* [REQUIREMENT]:
Every record that follows should be printed verbatim.
Content starts
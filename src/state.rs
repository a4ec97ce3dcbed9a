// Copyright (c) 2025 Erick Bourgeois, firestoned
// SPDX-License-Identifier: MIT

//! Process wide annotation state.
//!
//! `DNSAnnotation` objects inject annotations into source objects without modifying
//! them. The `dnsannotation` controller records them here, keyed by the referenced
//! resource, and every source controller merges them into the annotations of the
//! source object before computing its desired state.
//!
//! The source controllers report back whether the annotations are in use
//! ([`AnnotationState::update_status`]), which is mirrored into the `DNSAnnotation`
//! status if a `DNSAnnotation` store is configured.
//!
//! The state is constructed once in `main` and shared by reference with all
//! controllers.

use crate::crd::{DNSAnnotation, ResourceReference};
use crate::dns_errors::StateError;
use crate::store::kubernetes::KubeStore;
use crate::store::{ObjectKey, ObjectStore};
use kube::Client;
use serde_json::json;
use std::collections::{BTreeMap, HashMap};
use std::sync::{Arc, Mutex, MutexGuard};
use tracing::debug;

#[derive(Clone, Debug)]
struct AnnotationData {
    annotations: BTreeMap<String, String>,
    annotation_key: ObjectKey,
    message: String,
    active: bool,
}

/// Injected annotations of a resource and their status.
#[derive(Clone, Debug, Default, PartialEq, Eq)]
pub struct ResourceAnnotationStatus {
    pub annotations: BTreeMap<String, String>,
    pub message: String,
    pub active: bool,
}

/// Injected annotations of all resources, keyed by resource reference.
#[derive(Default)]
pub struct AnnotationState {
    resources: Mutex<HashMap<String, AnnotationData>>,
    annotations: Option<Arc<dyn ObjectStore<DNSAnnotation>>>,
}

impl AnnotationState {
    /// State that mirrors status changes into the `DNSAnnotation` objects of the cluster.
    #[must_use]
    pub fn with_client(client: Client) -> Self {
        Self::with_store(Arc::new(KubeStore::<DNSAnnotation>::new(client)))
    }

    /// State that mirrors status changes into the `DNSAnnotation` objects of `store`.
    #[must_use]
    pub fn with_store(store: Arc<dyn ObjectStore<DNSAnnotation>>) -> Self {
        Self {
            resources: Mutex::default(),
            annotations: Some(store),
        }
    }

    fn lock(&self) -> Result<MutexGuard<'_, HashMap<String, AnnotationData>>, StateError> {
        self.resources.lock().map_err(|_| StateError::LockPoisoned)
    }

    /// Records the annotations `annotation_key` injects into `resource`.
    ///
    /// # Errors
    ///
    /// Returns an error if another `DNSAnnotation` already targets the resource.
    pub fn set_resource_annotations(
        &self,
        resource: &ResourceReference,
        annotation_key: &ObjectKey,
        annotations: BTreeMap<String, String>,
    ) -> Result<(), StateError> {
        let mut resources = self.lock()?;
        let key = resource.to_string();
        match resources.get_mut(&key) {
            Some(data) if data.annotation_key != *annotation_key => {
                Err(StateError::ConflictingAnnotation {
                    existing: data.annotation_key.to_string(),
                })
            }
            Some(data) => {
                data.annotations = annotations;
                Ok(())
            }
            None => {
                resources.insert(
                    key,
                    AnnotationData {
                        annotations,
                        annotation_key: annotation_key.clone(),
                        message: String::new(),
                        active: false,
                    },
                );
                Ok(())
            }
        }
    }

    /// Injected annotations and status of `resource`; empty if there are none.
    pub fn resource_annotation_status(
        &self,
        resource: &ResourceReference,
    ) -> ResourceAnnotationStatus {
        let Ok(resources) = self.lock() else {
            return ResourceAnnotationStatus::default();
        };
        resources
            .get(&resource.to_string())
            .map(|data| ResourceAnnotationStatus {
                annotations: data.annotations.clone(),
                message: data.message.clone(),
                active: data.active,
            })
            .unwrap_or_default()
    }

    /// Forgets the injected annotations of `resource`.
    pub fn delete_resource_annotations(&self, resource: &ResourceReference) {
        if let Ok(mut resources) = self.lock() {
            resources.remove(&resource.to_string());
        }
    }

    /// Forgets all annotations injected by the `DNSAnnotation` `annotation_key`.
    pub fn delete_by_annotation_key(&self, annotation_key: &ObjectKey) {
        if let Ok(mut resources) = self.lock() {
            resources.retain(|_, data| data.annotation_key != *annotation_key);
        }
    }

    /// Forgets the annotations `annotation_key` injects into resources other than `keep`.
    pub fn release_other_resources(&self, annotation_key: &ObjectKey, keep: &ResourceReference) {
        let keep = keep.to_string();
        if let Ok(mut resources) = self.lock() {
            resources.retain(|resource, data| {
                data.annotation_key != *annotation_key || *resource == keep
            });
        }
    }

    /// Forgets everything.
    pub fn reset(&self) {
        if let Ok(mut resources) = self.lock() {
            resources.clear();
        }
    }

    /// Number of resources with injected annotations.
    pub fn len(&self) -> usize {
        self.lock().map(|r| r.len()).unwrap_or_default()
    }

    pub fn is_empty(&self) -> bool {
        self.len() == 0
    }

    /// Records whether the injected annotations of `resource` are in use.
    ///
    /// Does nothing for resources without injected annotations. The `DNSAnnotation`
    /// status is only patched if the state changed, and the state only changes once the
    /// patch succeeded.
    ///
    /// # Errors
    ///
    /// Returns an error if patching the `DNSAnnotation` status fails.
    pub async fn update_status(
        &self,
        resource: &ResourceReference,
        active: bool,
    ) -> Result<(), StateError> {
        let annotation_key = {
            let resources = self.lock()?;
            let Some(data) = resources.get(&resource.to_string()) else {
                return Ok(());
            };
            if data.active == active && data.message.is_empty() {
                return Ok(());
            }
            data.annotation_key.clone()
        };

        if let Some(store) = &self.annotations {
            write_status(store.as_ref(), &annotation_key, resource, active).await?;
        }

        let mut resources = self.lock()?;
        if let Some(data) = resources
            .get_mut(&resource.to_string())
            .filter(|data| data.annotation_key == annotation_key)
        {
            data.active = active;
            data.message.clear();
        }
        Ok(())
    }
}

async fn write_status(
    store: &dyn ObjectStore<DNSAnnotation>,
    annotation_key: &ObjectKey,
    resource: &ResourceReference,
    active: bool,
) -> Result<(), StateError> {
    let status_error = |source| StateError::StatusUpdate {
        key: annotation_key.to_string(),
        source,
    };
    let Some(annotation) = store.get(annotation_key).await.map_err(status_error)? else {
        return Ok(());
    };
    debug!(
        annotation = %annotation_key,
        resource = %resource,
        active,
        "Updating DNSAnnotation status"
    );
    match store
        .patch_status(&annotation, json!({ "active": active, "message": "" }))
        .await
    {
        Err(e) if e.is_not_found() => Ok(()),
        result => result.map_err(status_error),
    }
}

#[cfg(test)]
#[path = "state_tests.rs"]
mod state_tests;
Content ends
* [PROBLEM SOLUTION]:
filename src/state.rs
repository a4ec97ce3dcbed9a
// Copyright (c) 2025 Erick Bourgeois, firestoned
// SPDX-License-Identifier: MIT

//! Process wide annotation state.
//!
//! `DNSAnnotation` objects inject annotations into source objects without modifying
//! them. The `dnsannotation` controller records them here, keyed by the referenced
//! resource, and every source controller merges them into the annotations of the
//! source object before computing its desired state.
//!
//! The source controllers report back whether the annotations are in use
//! ([`AnnotationState::update_status`]), which is mirrored into the `DNSAnnotation`
//! status if a `DNSAnnotation` store is configured.
//!
//! The state is constructed once in `main` and shared by reference with all
//! controllers.

use crate::crd::{DNSAnnotation, ResourceReference};
use crate::dns_errors::StateError;
use crate::store::kubernetes::KubeStore;
use crate::store::{ObjectKey, ObjectStore};
use kube::Client;
use serde_json::json;
use std::collections::{BTreeMap, HashMap};
use std::sync::{Arc, Mutex, MutexGuard};
use tracing::debug;

#[derive(Clone, Debug)]
struct AnnotationData {
    annotations: BTreeMap<String, String>,
    annotation_key: ObjectKey,
    message: String,
    active: bool,
}

/// Injected annotations of a resource and their status.
#[derive(Clone, Debug, Default, PartialEq, Eq)]
pub struct ResourceAnnotationStatus {
    pub annotations: BTreeMap<String, String>,
    pub message: String,
    pub active: bool,
}

/// Injected annotations of all resources, keyed by resource reference.
#[derive(Default)]
pub struct AnnotationState {
    resources: Mutex<HashMap<String, AnnotationData>>,
    annotations: Option<Arc<dyn ObjectStore<DNSAnnotation>>>,
}

impl AnnotationState {
    /// State that mirrors status changes into the `DNSAnnotation` objects of the cluster.
    #[must_use]
    pub fn with_client(client: Client) -> Self {
        Self::with_store(Arc::new(KubeStore::<DNSAnnotation>::new(client)))
    }

    /// State that mirrors status changes into the `DNSAnnotation` objects of `store`.
    #[must_use]
    pub fn with_store(store: Arc<dyn ObjectStore<DNSAnnotation>>) -> Self {
        Self {
            resources: Mutex::default(),
            annotations: Some(store),
        }
    }

    fn lock(&self) -> Result<MutexGuard<'_, HashMap<String, AnnotationData>>, StateError> {
        self.resources.lock().map_err(|_| StateError::LockPoisoned)
    }

    /// Records the annotations `annotation_key` injects into `resource`.
    ///
    /// # Errors
    ///
    /// Returns an error if another `DNSAnnotation` already targets the resource.
    pub fn set_resource_annotations(
        &self,
        resource: &ResourceReference,
        annotation_key: &ObjectKey,
        annotations: BTreeMap<String, String>,
    ) -> Result<(), StateError> {
        let mut resources = self.lock()?;
        let key = resource.to_string();
        match resources.get_mut(&key) {
            Some(data) if data.annotation_key != *annotation_key => {
                Err(StateError::ConflictingAnnotation {
                    existing: data.annotation_key.to_string(),
                })
            }
            Some(data) => {
                data.annotations = annotations;
                Ok(())
            }
            None => {
                resources.insert(
                    key,
                    AnnotationData {
                        annotations,
                        annotation_key: annotation_key.clone(),
                        message: String::new(),
                        active: false,
                    },
                );
                Ok(())
            }
        }
    }

    /// Injected annotations and status of `resource`; empty if there are none.
    pub fn resource_annotation_status(
        &self,
        resource: &ResourceReference,
    ) -> ResourceAnnotationStatus {
        let Ok(resources) = self.lock() else {
            return ResourceAnnotationStatus::default();
        };
        resources
            .get(&resource.to_string())
            .map(|data| ResourceAnnotationStatus {
                annotations: data.annotations.clone(),
                message: data.message.clone(),
                active: data.active,
            })
            .unwrap_or_default()
    }

    /// Forgets the injected annotations of `resource`.
    pub fn delete_resource_annotations(&self, resource: &ResourceReference) {
        if let Ok(mut resources) = self.lock() {
            resources.remove(&resource.to_string());
        }
    }

    /// Forgets all annotations injected by the `DNSAnnotation` `annotation_key`.
    pub fn delete_by_annotation_key(&self, annotation_key: &ObjectKey) {
        if let Ok(mut resources) = self.lock() {
            resources.retain(|_, data| data.annotation_key != *annotation_key);
        }
    }

    /// Forgets the annotations `annotation_key` injects into resources other than `keep`.
    pub fn release_other_resources(&self, annotation_key: &ObjectKey, keep: &ResourceReference) {
        let keep = keep.to_string();
        if let Ok(mut resources) = self.lock() {
            resources.retain(|resource, data| {
                data.annotation_key != *annotation_key || *resource == keep
            });
        }
    }

    /// Forgets everything.
    pub fn reset(&self) {
        if let Ok(mut resources) = self.lock() {
            resources.clear();
        }
    }

    /// Number of resources with injected annotations.
    pub fn len(&self) -> usize {
        self.lock().map(|r| r.len()).unwrap_or_default()
    }

    pub fn is_empty(&self) -> bool {
        self.len() == 0
    }

    /// Records whether the injected annotations of `resource` are in use.
    ///
    /// Does nothing for resources without injected annotations. The `DNSAnnotation`
    /// status is only patched if the state changed, and the state only changes once the
    /// patch succeeded.
    ///
    /// # Errors
    ///
    /// Returns an error if patching the `DNSAnnotation` status fails.
    pub async fn update_status(
        &self,
        resource: &ResourceReference,
        active: bool,
    ) -> Result<(), StateError> {
        let annotation_key = {
            let resources = self.lock()?;
            let Some(data) = resources.get(&resource.to_string()) else {
                return Ok(());
            };
            if data.active == active && data.message.is_empty() {
                return Ok(());
            }
            data.annotation_key.clone()
        };

        if let Some(store) = &self.annotations {
            write_status(store.as_ref(), &annotation_key, resource, active).await?;
        }

        let mut resources = self.lock()?;
        if let Some(data) = resources
            .get_mut(&resource.to_string())
            .filter(|data| data.annotation_key == annotation_key)
        {
            data.active = active;
            data.message.clear();
        }
        Ok(())
    }
}

async fn write_status(
    store: &dyn ObjectStore<DNSAnnotation>,
    annotation_key: &ObjectKey,
    resource: &ResourceReference,
    active: bool,
) -> Result<(), StateError> {
    let status_error = |source| StateError::StatusUpdate {
        key: annotation_key.to_string(),
        source,
    };
    let Some(annotation) = store.get(annotation_key).await.map_err(status_error)? else {
        return Ok(());
    };
    debug!(
        annotation = %annotation_key,
        resource = %resource,
        active,
        "Updating DNSAnnotation status"
    );
    match store
        .patch_status(&annotation, json!({ "active": active, "message": "" }))
        .await
    {
        Err(e) if e.is_not_found() => Ok(()),
        result => result.map_err(status_error),
    }
}

#[cfg(test)]
#[path = "state_tests.rs"]
mod state_tests;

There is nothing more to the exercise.